Our first contact from aliens probably won't be as simple as the 1997 movie "Contact," where Jodie Foster listens for otherworldly signals at the Very Large Array (VLA) in New Mexico.

However, there is a teeny, tiny chance it does start at the VLA.

Astronomer Casey Law hooked up 24 parallel CPUs to that same VLA to parse the gobs of data the radio telescope receives from space. Law is part of an international team that traced one of the mysterious phenomena known as "fast radio bursts" (FRBs) to its source for the first time ever.

On Wednesday, the team announced that FRB 121102, the only one of these mysterious signals that has ever been observed to repeat, originates from a dwarf galaxy nearly three billion light years away.

"This FRB was incredibly generous," Law told reporters and scientists at a press conference. "(It produced) nine bursts ... some of them very bright."

To be clear, neither Law nor any of the scientists involved in the discovery think they've picked up a signal from E.T. Law's pet hypothesis is that the signal is generated by a powerful neutron star called a magnetar.

But little is known about FRBs, which were first discovered in 2007, so even more unlikely explanations like aliens can't yet be ruled out.

mockup-viewfromvla.jpg
Cornell University

"This target is our top observing priority right now," Douglas Vakoch, president of METI International (the acronym stands for Messaging Extra-Terrestrial Intelligence) told me. "I'm not holding my breath, and I'm not expecting to find any evidence of ET, but the follow-up is straightforward, so we'll make the observations out of due diligence."

That follow-up involves using the Boquete Optical SETI Observatory in Panama to search the area of the dwarf galaxy in the constellation Auriga where FRB 121102 originates from for signs of an intelligent civilization.

"So far we've found nothing that looks like the telltale sign of extraterrestrial technology," he added.

Because Boquete is an optical observatory rather than a radio telescope like the VLA, it searches for nanosecond laser pulses coming from the same galaxy.

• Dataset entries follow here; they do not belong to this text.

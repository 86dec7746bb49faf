use super::*;
use crate::record::ShapeRecord;

fn shape(id: &str, version: i64) -> Record {
    let mut record = ShapeRecord::new("geo", 10.0, 20.0);
    record.id = RecordId::new(id);
    record.version = version;
    Record::Shape(record)
}

// =============================================================================
// MUTATIONS + EVENTS
// =============================================================================

#[tokio::test]
async fn apply_emits_created_then_updated() {
    let canvas = CanvasStore::new();
    let mut sub = canvas.subscribe().await;

    canvas.apply_records(vec![shape("s1", 1)], Source::User).await;
    let event = sub.events.try_recv().expect("created event");
    assert_eq!(event.source, Source::User);
    assert_eq!(event.changes.len(), 1);
    assert_eq!(event.changes[0].mutation, Mutation::Created);

    canvas.apply_records(vec![shape("s1", 1)], Source::User).await;
    let event = sub.events.try_recv().expect("updated event");
    assert_eq!(event.changes[0].mutation, Mutation::Updated);
}

#[tokio::test]
async fn user_update_bumps_version() {
    let canvas = CanvasStore::new();
    canvas.apply_records(vec![shape("s1", 1)], Source::User).await;
    canvas.apply_records(vec![shape("s1", 1)], Source::User).await;

    let record = canvas.record(&RecordId::new("s1")).await.expect("record");
    assert_eq!(record.version(), 2);
}

#[tokio::test]
async fn remote_merge_skips_stale_records() {
    let canvas = CanvasStore::new();
    canvas.apply_records(vec![shape("s1", 5)], Source::User).await;

    // Stale remote copy must not clobber the newer live record.
    canvas.apply_records(vec![shape("s1", 2)], Source::Remote).await;
    let record = canvas.record(&RecordId::new("s1")).await.expect("record");
    assert_eq!(record.version(), 5);

    // Newer remote copy wins.
    canvas.apply_records(vec![shape("s1", 9)], Source::Remote).await;
    let record = canvas.record(&RecordId::new("s1")).await.expect("record");
    assert_eq!(record.version(), 9);
}

#[tokio::test]
async fn remote_merge_carries_remote_source() {
    let canvas = CanvasStore::new();
    let mut sub = canvas.subscribe().await;

    canvas.apply_records(vec![shape("s1", 1)], Source::Remote).await;
    let event = sub.events.try_recv().expect("event");
    assert_eq!(event.source, Source::Remote);
}

#[tokio::test]
async fn delete_emits_only_for_existing_records() {
    let canvas = CanvasStore::new();
    canvas.apply_records(vec![shape("s1", 1)], Source::User).await;
    let mut sub = canvas.subscribe().await;

    canvas
        .delete_records(&[RecordId::new("s1"), RecordId::new("s-missing")], Source::User)
        .await;

    let event = sub.events.try_recv().expect("delete event");
    assert_eq!(event.changes.len(), 1);
    assert_eq!(event.changes[0].mutation, Mutation::Deleted);
    assert!(canvas.is_empty().await);

    // No event at all when nothing matched.
    canvas.delete_records(&[RecordId::new("s-missing")], Source::User).await;
    assert!(sub.events.try_recv().is_err());
}

// =============================================================================
// QUERIES + SNAPSHOTS
// =============================================================================

#[tokio::test]
async fn query_by_kind_is_filtered_and_ordered() {
    let canvas = CanvasStore::new();
    canvas
        .apply_records(
            vec![
                shape("s2", 1),
                shape("s1", 1),
                Record::Page(crate::record::PageRecord {
                    id: RecordId::new("p1"),
                    name: "Page 1".into(),
                    index: 0,
                    version: 1,
                }),
            ],
            Source::User,
        )
        .await;

    let shapes = canvas.query_records_by_kind(RecordKind::Shape).await;
    assert_eq!(shapes.len(), 2);
    assert_eq!(shapes[0].id().as_str(), "s1");
    assert_eq!(shapes[1].id().as_str(), "s2");

    let pages = canvas.query_records_by_kind(RecordKind::Page).await;
    assert_eq!(pages.len(), 1);
}

#[tokio::test]
async fn snapshot_captures_full_state() {
    let canvas = CanvasStore::new();
    canvas.apply_records(vec![shape("s1", 1), shape("s2", 1)], Source::User).await;

    let snapshot = canvas.snapshot().await;
    assert_eq!(snapshot.len(), 2);
    assert!(snapshot.validate().is_ok());

    // Snapshot is a capture, not a view: later edits don't show up in it.
    canvas.delete_records(&[RecordId::new("s1")], Source::User).await;
    assert_eq!(snapshot.len(), 2);
    assert_eq!(canvas.len().await, 1);
}

// =============================================================================
// SUBSCRIPTION LIFECYCLE
// =============================================================================

#[tokio::test]
async fn unsubscribe_stops_delivery() {
    let canvas = CanvasStore::new();
    let sub = canvas.subscribe().await;
    assert_eq!(canvas.subscriber_count().await, 1);

    canvas.unsubscribe(sub.id).await;
    assert_eq!(canvas.subscriber_count().await, 0);

    canvas.apply_records(vec![shape("s1", 1)], Source::User).await;
    let mut sub = sub;
    assert!(sub.events.try_recv().is_err());
}

#[tokio::test]
async fn dropped_receiver_is_pruned_on_emit() {
    let canvas = CanvasStore::new();
    let sub = canvas.subscribe().await;
    drop(sub.events);

    canvas.apply_records(vec![shape("s1", 1)], Source::User).await;
    assert_eq!(canvas.subscriber_count().await, 0);
}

But for such a signal to cross the nearly 3 billion light years from FRB 121102's host galaxy to Panama, it would have to come from a massively powerful source. According to Vakoch, only a Type III civilization on the Kardashev scale could accomplish such a feat.

Translation: It would have to be an extremely advanced society. One that can literally control energy sources equivalent to the total output of billions of stars, or perhaps just one supermassive black hole. That's why some think a massive black hole is a more likely explanation for an FRB.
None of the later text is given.